> **Problem details**: Please list all lines of the material below in which the string "factor" occurs.

◇ ◇ ◇

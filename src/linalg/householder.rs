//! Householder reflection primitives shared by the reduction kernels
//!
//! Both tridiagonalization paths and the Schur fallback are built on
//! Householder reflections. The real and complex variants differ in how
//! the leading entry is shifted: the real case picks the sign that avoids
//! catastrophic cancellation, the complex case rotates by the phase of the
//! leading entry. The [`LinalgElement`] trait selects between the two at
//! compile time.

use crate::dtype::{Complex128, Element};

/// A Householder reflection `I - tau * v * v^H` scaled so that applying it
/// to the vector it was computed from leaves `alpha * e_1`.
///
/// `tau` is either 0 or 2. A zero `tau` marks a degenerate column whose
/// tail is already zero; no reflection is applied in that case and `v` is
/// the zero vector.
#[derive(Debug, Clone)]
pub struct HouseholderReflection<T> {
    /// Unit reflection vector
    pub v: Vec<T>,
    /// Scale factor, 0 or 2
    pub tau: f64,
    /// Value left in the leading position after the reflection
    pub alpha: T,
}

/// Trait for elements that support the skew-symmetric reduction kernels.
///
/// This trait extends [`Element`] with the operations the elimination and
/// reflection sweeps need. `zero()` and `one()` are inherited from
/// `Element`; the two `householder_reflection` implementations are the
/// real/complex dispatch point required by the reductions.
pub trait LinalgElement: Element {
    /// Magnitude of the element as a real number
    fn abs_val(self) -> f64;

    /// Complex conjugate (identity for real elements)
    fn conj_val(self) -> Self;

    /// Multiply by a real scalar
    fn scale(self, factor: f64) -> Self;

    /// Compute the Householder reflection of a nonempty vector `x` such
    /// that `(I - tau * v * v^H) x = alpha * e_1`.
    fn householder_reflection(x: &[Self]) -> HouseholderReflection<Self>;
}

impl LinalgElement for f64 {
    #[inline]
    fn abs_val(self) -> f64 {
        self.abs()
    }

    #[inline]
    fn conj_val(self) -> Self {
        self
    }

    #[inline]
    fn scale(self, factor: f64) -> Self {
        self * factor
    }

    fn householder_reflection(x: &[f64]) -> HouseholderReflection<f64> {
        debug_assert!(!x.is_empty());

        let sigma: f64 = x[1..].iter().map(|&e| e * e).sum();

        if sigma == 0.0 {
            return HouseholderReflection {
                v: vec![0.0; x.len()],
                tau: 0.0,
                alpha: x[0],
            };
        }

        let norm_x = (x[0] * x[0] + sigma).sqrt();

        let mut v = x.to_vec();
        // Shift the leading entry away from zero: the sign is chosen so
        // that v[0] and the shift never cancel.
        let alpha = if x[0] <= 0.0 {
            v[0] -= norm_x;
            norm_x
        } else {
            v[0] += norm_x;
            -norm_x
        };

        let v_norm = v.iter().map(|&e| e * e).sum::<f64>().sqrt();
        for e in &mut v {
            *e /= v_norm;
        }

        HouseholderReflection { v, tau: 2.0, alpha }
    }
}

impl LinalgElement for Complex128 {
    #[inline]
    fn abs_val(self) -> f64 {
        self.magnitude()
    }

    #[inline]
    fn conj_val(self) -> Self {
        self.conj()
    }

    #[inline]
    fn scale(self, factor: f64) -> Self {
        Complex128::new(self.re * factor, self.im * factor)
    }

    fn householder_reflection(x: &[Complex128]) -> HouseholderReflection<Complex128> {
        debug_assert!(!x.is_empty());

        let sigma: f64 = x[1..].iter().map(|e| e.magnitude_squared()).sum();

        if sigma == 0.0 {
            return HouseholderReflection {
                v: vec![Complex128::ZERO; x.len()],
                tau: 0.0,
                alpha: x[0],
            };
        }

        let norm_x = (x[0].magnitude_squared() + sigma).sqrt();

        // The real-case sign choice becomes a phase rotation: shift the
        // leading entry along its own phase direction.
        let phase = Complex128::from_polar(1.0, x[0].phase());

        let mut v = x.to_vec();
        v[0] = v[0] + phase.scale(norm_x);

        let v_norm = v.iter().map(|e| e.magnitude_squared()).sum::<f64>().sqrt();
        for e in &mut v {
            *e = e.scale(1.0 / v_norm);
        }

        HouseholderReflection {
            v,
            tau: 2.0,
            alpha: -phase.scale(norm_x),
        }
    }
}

◇ ◇ ◇

> **Answer**:
    /// Scale factor, 0 or 2
    fn scale(self, factor: f64) -> Self;
    fn scale(self, factor: f64) -> Self {
        self * factor
    fn scale(self, factor: f64) -> Self {
        Complex128::new(self.re * factor, self.im * factor)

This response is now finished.